## GOAL OF THE EXERCISE
Once you have located the line containing "be at least" in the material below, return it exactly along with each line after it through the line containing "#[derive(Deserialize)]".
= = = =
impl<S: ProjectionStore> QueryEngine<S> {
    pub fn new(store: S) -> Self {
        Self {
            store,
            default_limit: DEFAULT_QUERY_LIMIT,
        }
    }

    /// Use `limit` for bounded patterns called without an explicit limit.
    pub fn with_default_limit(mut self, limit: usize) -> Self {
        self.default_limit = limit.max(1);
        self
    }

    pub fn store(&self) -> &S {
        &self.store
    }

    /// Most recent papers in a category, newest first.
    ///
    /// # Errors
    /// Returns `QueryError::InvalidQuery` for an empty category or a zero limit
    pub async fn recent_in_category(&self, category: &str, limit: Option<usize>) -> QueryResult<QueryResponse> {
        let started = Instant::now();
        require_non_empty("category", category)?;
        let limit = self.resolve_limit(limit)?;

        let query = KeyQuery::partition(keys::category_partition(category))
            .with_limit(Some(limit))
            .reversed();
        let results = self.run(&query).await?;

        Ok(QueryResponse::new(
            "recent_in_category",
            json!({ "category": category, "limit": limit }),
            results,
            started,
        ))
    }

    /// Every paper by an author, oldest first. The name must match exactly.
    pub async fn papers_by_author(&self, author: &str) -> QueryResult<QueryResponse> {
        let started = Instant::now();
        require_non_empty("author", author)?;

        let query = KeyQuery::partition(keys::author_partition(author)).on_index(AUTHOR_INDEX);
        let results = self.run(&query).await?;

        Ok(QueryResponse::new(
            "papers_by_author",
            json!({ "author": author }),
            results,
            started,
        ))
    }

    /// The canonical record of one paper. A miss yields an empty result set.
    pub async fn get_by_id(&self, arxiv_id: &str) -> QueryResult<QueryResponse> {
        let started = Instant::now();
        require_non_empty("arxiv_id", arxiv_id)?;

        let query = KeyQuery::partition(keys::paper_partition(arxiv_id))
            .on_index(PAPER_ID_INDEX)
            .with_limit(Some(1));
        let results = self.run(&query).await?;

        Ok(QueryResponse::new(
            "get_paper_by_id",
            json!({ "arxiv_id": arxiv_id }),
            results,
            started,
        ))
    }

    /// Papers in a category published between two dates, both inclusive,
    /// oldest first.
    ///
    /// # Arguments
    /// * `start` - First day, `YYYY-MM-DD`
    /// * `end` - Last day, `YYYY-MM-DD`
    ///
    /// # Errors
    /// Returns `QueryError::InvalidQuery` if a date is not a valid `YYYY-MM-DD`
    /// date or `start` is after `end`
    pub async fn papers_in_date_range(&self, category: &str, start: &str, end: &str) -> QueryResult<QueryResponse> {
        let started = Instant::now();
        require_non_empty("category", category)?;
        let start_date = keys::parse_query_date(start)
            .ok_or_else(|| QueryError::InvalidQuery(format!("start must be YYYY-MM-DD, got {:?}", start)))?;
        let end_date = keys::parse_query_date(end)
            .ok_or_else(|| QueryError::InvalidQuery(format!("end must be YYYY-MM-DD, got {:?}", end)))?;
        if start_date > end_date {
            return Err(QueryError::InvalidQuery(format!(
                "start {} is after end {}",
                start, end
            )));
        }

        let (low, high) = keys::date_range_bounds(start, end);
        let query = KeyQuery::partition(keys::category_partition(category))
            .with_condition(SortKeyCondition::Between(low, high));
        let results = self.run(&query).await?;

        Ok(QueryResponse::new(
            "papers_in_date_range",
            json!({ "category": category, "start": start, "end": end }),
            results,
            started,
        ))
    }

    /// Most recent papers tagged with a keyword, newest first. Matching is
    /// case-insensitive.
    pub async fn papers_by_keyword(&self, keyword: &str, limit: Option<usize>) -> QueryResult<QueryResponse> {
        let started = Instant::now();
        require_non_empty("keyword", keyword)?;
        let limit = self.resolve_limit(limit)?;

        let query = KeyQuery::partition(keys::keyword_partition(keyword))
            .on_index(KEYWORD_INDEX)
            .with_limit(Some(limit))
            .reversed();
        let results = self.run(&query).await?;

        Ok(QueryResponse::new(
            "papers_by_keyword",
            json!({ "keyword": keyword, "limit": limit }),
            results,
            started,
        ))
    }

    async fn run(&self, query: &KeyQuery) -> QueryResult<Vec<ProjectionItem>> {
        let results = self
            .store
            .query(query)
            .await
            .map_err(|e| QueryError::StorageError(e.to_string()))?;
        debug!("Query on {} returned {} items", query.partition_key, results.len());
        Ok(results)
    }

    fn resolve_limit(&self, limit: Option<usize>) -> QueryResult<usize> {
        match limit {
            Some(0) => Err(QueryError::InvalidQuery("limit must be at least 1".to_string())),
            Some(limit) => Ok(limit),
            None => Ok(self.default_limit),
        }
    }
}
//! JSON file provider.
//!
//! Accepts either a top-level array of paper objects or an object with a
//! `papers` array, which is the shape of the arXiv export produced by the
//! collection scripts.

use std::path::{Path, PathBuf};

use async_trait::async_trait;
use serde::Deserialize;
use tracing::{debug, info};

use super::{PaperProvider, ProviderError, ProviderResult};
use crate::models::Paper;

#[derive(Deserialize)]
#[serde(untagged)]
enum Document {
    Bare(Vec<Paper>),
    Wrapped { papers: Vec<Paper> },
}

/// Serves papers loaded once from a JSON document.
#[derive(Debug, Clone)]
pub struct JsonFilePaperProvider {
    source: String,
    papers: Vec<Paper>,
}

impl JsonFilePaperProvider {
    /// Load papers from a JSON file.
    ///
    /// # Errors
    /// Returns `ProviderError::IoError` if the file cannot be read, or
    /// `ProviderError::ParseError` if it is neither a paper array nor an object
    /// with a `papers` array
    pub async fn from_file(path: impl AsRef<Path>) -> ProviderResult<Self> {
        let path: PathBuf = path.as_ref().to_path_buf();
        let contents = tokio::fs::read_to_string(&path).await?;
        let provider = Self::parse(&contents, path.display().to_string())?;
        info!("Loaded {} papers from {}", provider.papers.len(), provider.source);
        Ok(provider)
    }

    /// Parse papers from an in-memory JSON string.
    pub fn from_json_str(contents: &str) -> ProviderResult<Self> {
        Self::parse(contents, "<inline>".to_string())
    }

    fn parse(contents: &str, source: String) -> ProviderResult<Self> {
        let document: Document = serde_json::from_str(contents)
            .map_err(|e| ProviderError::ParseError(format!("{}: {}", source, e)))?;
        let papers = match document {
            Document::Bare(papers) => papers,
            Document::Wrapped { papers } => papers,
        };
        debug!("Parsed {} paper records from {}", papers.len(), source);
        Ok(Self { source, papers })
    }
}

#[async_trait]
impl PaperProvider for JsonFilePaperProvider {
    async fn fetch_papers(&self) -> ProviderResult<Vec<Paper>> {
        Ok(self.papers.clone())
    }

    async fn count_papers(&self) -> ProviderResult<usize> {
        Ok(self.papers.len())
    }

    fn name(&self) -> &str {
        &self.source
    }
}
= = = =
## RESULT OF THIS TASK
            Some(0) => Err(QueryError::InvalidQuery("limit must be at least 1".to_string())),
            Some(limit) => Ok(limit),
            None => Ok(self.default_limit),
        }
    }
}
//! JSON file provider.
//!
//! Accepts either a top-level array of paper objects or an object with a
//! `papers` array, which is the shape of the arXiv export produced by the
//! collection scripts.

use std::path::{Path, PathBuf};

use async_trait::async_trait;
use serde::Deserialize;
use tracing::{debug, info};

use super::{PaperProvider, ProviderError, ProviderResult};
use crate::models::Paper;

#[derive(Deserialize)]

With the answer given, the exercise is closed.